Kernel → init.sh (mount /proc /sys /dev) → Go init binary
                                              ↓
                                    ┌─────────┴─────────┐
                                    ↓                   ↓
                              Exec Mode           Systemd Mode
                                    ↓                   ↓
                            Run entrypoint      chroot + exec /sbin/init
                            as child process    (systemd becomes PID 1)

Guest Agent

In systemd mode, the guest-agent is installed as a systemd service (hypeman-agent.service) that starts automatically. This enables hypeman exec, hypeman cp, and other remote operations.

Key Changes

File Description
lib/system/init/*.go New Go-based init binary with modular boot phases
lib/system/init/init.sh Shell wrapper (Go runtime needs /proc /sys /dev before main())
lib/images/systemd.go IsSystemdImage() auto-detection from CMD
lib/instances/configdisk.go Passes INIT_MODE to guest via config disk
integration/systemd_test.go Full E2E test

Testing

# Run the systemd integration test
make test TEST=TestSystemdMode

The test:

  1. Pulls jrei/systemd-ubuntu:22.04
  2. Verifies IsSystemdImage() detects it correctly
  3. Boots a VM
  4. Waits for guest-agent to be ready
  5. Verifies:
    • PID 1 is systemd
    • /opt/hypeman/guest-agent exists
    • hypeman-agent.service is active
    • journalctl -u hypeman-agent works

Demo

# Run a systemd VM
hypeman run --name demo jrei/systemd-ubuntu:22.04

# Wait a few seconds for boot, then:
hypeman exec demo cat /proc/1/comm
# → systemd

hypeman exec demo systemctl status hypeman-agent
# → active (running)

hypeman exec demo journalctl -u hypeman-agent --no-pager -n 5
# → shows agent logs

Note

Enables full systemd VMs while preserving existing exec mode, and replaces the shell init with a modular Go init embedded in initrd.
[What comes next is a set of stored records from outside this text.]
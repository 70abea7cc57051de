//! High-level client: protocol sessions and file transfers.
//!
//! [`WinboxSession`] handles session establishment and the two login flows
//! (MD5 challenge-response and cleartext); [`FileRequest`] downloads a file
//! over an authenticated session.

mod session;
mod transfer;

pub use session::{SessionPhase, WinboxSession};
pub use transfer::FileRequest;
  • New lib/system/init/* Go init (mounts, config, network, GPU, volumes) with mode_exec and mode_systemd (injects hypeman-agent.service, chroot, exec /sbin/init)
  • Auto-detect systemd images via images.IsSystemdImage(); configdisk.go writes INIT_MODE accordingly
  • Initrd build revamped to embed init.bin and init.sh wrapper; updates staleness hash; Makefile builds and embeds guest-agent and init
  • Exec API: adds wait_for_agent (seconds) in ExecRequest; guest client adds retryable vsock dial and WaitForAgent option
  • Tests: new integration/systemd_test.go, unit tests for detection, updated exec tests/log assertions; docs updated in lib/system/README.md

Written by Cursor Bugbot for commit d79a403. This will update automatically on new commits. Configure here.
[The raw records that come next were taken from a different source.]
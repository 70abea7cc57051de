//! Error types for the Winbox protocol client.

use thiserror::Error;

/// Errors from encoding or decoding a message.
#[derive(Debug, Error, Clone, PartialEq, Eq)]
pub enum CodecError {
    /// The buffer ended inside a field.
    #[error("truncated message: needed {needed} more bytes at offset {offset}")]
    Truncated {
        /// Bytes still required to finish the current field.
        needed: usize,
        /// Offset into the raw buffer where the shortfall occurred.
        offset: usize,
    },

    /// The type word carries bits that map to no known type.
    #[error("unknown type word: 0x{0:08x}")]
    UnknownType(u32),

    /// A nested message did not start with the `M2` sub-header.
    #[error("sub-header mismatch: expected 'M2', got {0:02x?}")]
    SubHeaderMismatch([u8; 2]),

    /// A message was queried before being parsed or marked ready.
    #[error("message not parsed yet")]
    NotParsed,

    /// `parse` was called on a message holding no raw bytes.
    #[error("no raw data to parse")]
    NoRawData,

    /// A field id does not fit in the 24 bits reserved for names.
    #[error("field id 0x{0:x} exceeds 24 bits")]
    IdOutOfRange(u32),

    /// A length does not fit its wire-format length field.
    #[error("value of {len} bytes does not fit a {max}-byte length field")]
    ValueTooLarge {
        /// Actual byte length (or element count) of the value.
        len: usize,
        /// Widest length prefix the wire format allows here.
        max: usize,
    },
}

/// Errors from wrapping or unwrapping packet framing.
#[derive(Debug, Error, Clone, PartialEq, Eq)]
pub enum FrameError {
    /// The buffer already carries chunk framing.
    #[error("buffer is already wrapped")]
    AlreadyWrapped,

    /// The buffer carries no `M2` sub-header where one is required.
    #[error("buffer has no M2 header")]
    MissingHeader,

    /// The first chunk's chain marker is not 0x01.
    #[error("bad first chunk marker: 0x{0:02x}")]
    BadFirstChunk(u8),

    /// A non-first chunk's chain marker is not 0xff.
    #[error("broken chunk chain: chunk {chunk} carries marker 0x{marker:02x}")]
    BrokenChain {
        /// Ordinal of the offending chunk (1-based).
        chunk: usize,
        /// Marker byte found instead of 0xff.
        marker: u8,
    },

    /// The chunk stream ended before its declared length.
    #[error("truncated chunk stream: chunk {chunk} declares {declared} bytes, {available} available")]
    Truncated {
        /// Ordinal of the truncated chunk (1-based).
        chunk: usize,
        /// Payload length declared by the chunk header.
        declared: usize,
        /// Bytes actually present after the header.
        available: usize,
    },
}

/// Errors from the protocol flows (session establishment, login, transfer).
#[derive(Debug, Error, Clone, PartialEq, Eq)]
pub enum ProtocolError {
    /// The remote reported an error code in its reply.
    #[error("remote error 0x{code:x}{}", .description.as_deref().map(|d| format!(": {d}")).unwrap_or_default())]
    Remote {
        /// Remote error code (`SYS_ERRNO`).
        code: u32,
        /// Optional description (`SYS_ERRSTR`), present for some codes.
        description: Option<String>,
    },

    /// A successful reply carried no session id.
    #[error("reply carried no session id")]
    NoSessionId,

    /// The challenge reply carried no salt.
    #[error("challenge reply carried no salt")]
    NoSalt,

    /// The download-open reply carried no file size.
    #[error("download reply carried no file size")]
    NoFileSize,

    /// A download reply carried no data part.
    #[error("download reply carried no data part")]
    NoPartData,

    /// Login was attempted on an already-authenticated session.
    #[error("already logged in")]
    AlreadyLoggedIn,

    /// An operation required an authenticated or established session.
    #[error("no session established")]
    NoSession,
}

/// Top-level Winbox client errors.
#[derive(Debug, Error)]
pub enum WinboxError {
    /// Message codec error.
    #[error("codec error: {0}")]
    Codec(#[from] CodecError),

    /// Packet framing error.
    #[error("framing error: {0}")]
    Frame(#[from] FrameError),

    /// Protocol flow error.
    #[error("protocol error: {0}")]
    Protocol(#[from] ProtocolError),

    /// The peer closed the connection before any bytes arrived.
    #[error("peer closed the connection")]
    Disconnected,

    /// A connect or read exceeded its deadline.
    #[error("operation timed out")]
    Timeout,

    /// I/O error.
    #[error("i/o error: {0}")]
    Io(#[from] std::io::Error),
}

impl ProtocolError {
    /// Build a [`ProtocolError::Remote`] from an errno and optional description bytes.
    ///
    /// Description bytes are decoded as UTF-8, lossily; descriptions are
    /// human-readable diagnostics, not protocol data.
    pub fn remote(code: u32, description: Option<&[u8]>) -> Self {
        Self::Remote {
            code,
            description: description.map(|d| String::from_utf8_lossy(d).into_owned()),
        }
    }
}

#[cfg(test)]
mod tests {
    use super::*;

    #[test]
    fn test_remote_error_display() {
        let err = ProtocolError::remote(crate::core::ERROR_FAILED, Some(b"no such file"));
        assert_eq!(err.to_string(), "remote error 0xfe0006: no such file");

        let err = ProtocolError::remote(crate::core::ERROR_BUSY, None);
        assert_eq!(err.to_string(), "remote error 0xfe000c");
    }

    #[test]
    fn test_error_conversions() {
        let err: WinboxError = CodecError::NotParsed.into();
        assert!(matches!(err, WinboxError::Codec(CodecError::NotParsed)));

        let err: WinboxError = FrameError::MissingHeader.into();
        assert!(matches!(err, WinboxError::Frame(FrameError::MissingHeader)));
    }
}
Replace shell-based init script with Go binary that supports two modes:

## Exec Mode (existing behavior)
- Go init runs as PID 1
- Starts guest-agent in background
- Runs container entrypoint as child process
- Used for standard Docker images (nginx, python, etc.)

## Systemd Mode (new)
- Auto-detected when image CMD is /sbin/init or /lib/systemd/systemd
- Go init sets up rootfs, then chroots and execs systemd
- Systemd becomes PID 1 and manages the full system
- guest-agent runs as a systemd service (hypeman-agent.service)
- Enables EC2-like experience: ssh, systemctl, journalctl all work

## Key changes:
- lib/system/init/: New Go-based init binary with modular boot phases
- lib/images/systemd.go: IsSystemdImage() auto-detection from CMD
- lib/instances/configdisk.go: Passes INIT_MODE to guest
- lib/system/init/init.sh: Shell wrapper to mount /proc /sys /dev
  before Go runtime (Go requires these during initialization)
- integration/systemd_test.go: Full E2E test verifying:
  - systemd is PID 1
  - hypeman-agent.service is active
  - journalctl works for viewing logs

## Boot flow:
1. Kernel loads initrd with busybox + Go init + guest-agent
2. init.sh mounts /proc, /sys, /dev (Go runtime needs these)
3. init.sh execs Go init binary
4. Go init mounts overlay rootfs, configures network, copies agent
5. Based on INIT_MODE: exec mode (run entrypoint) or systemd mode (chroot + exec /sbin/init)
@rgarcia rgarcia changed the title feat: add systemd mode for EC2-like VMs feat: add systemd mode for full VM experience Dec 24, 2025
// - Any path ending in /init
func IsSystemdImage(entrypoint, cmd []string) bool {
// Combine to get the actual command that will run
effective := append(entrypoint, cmd...)
Copy link

Choose a reason for hiding this comment

The reason will be displayed to describe this comment to others. Learn more.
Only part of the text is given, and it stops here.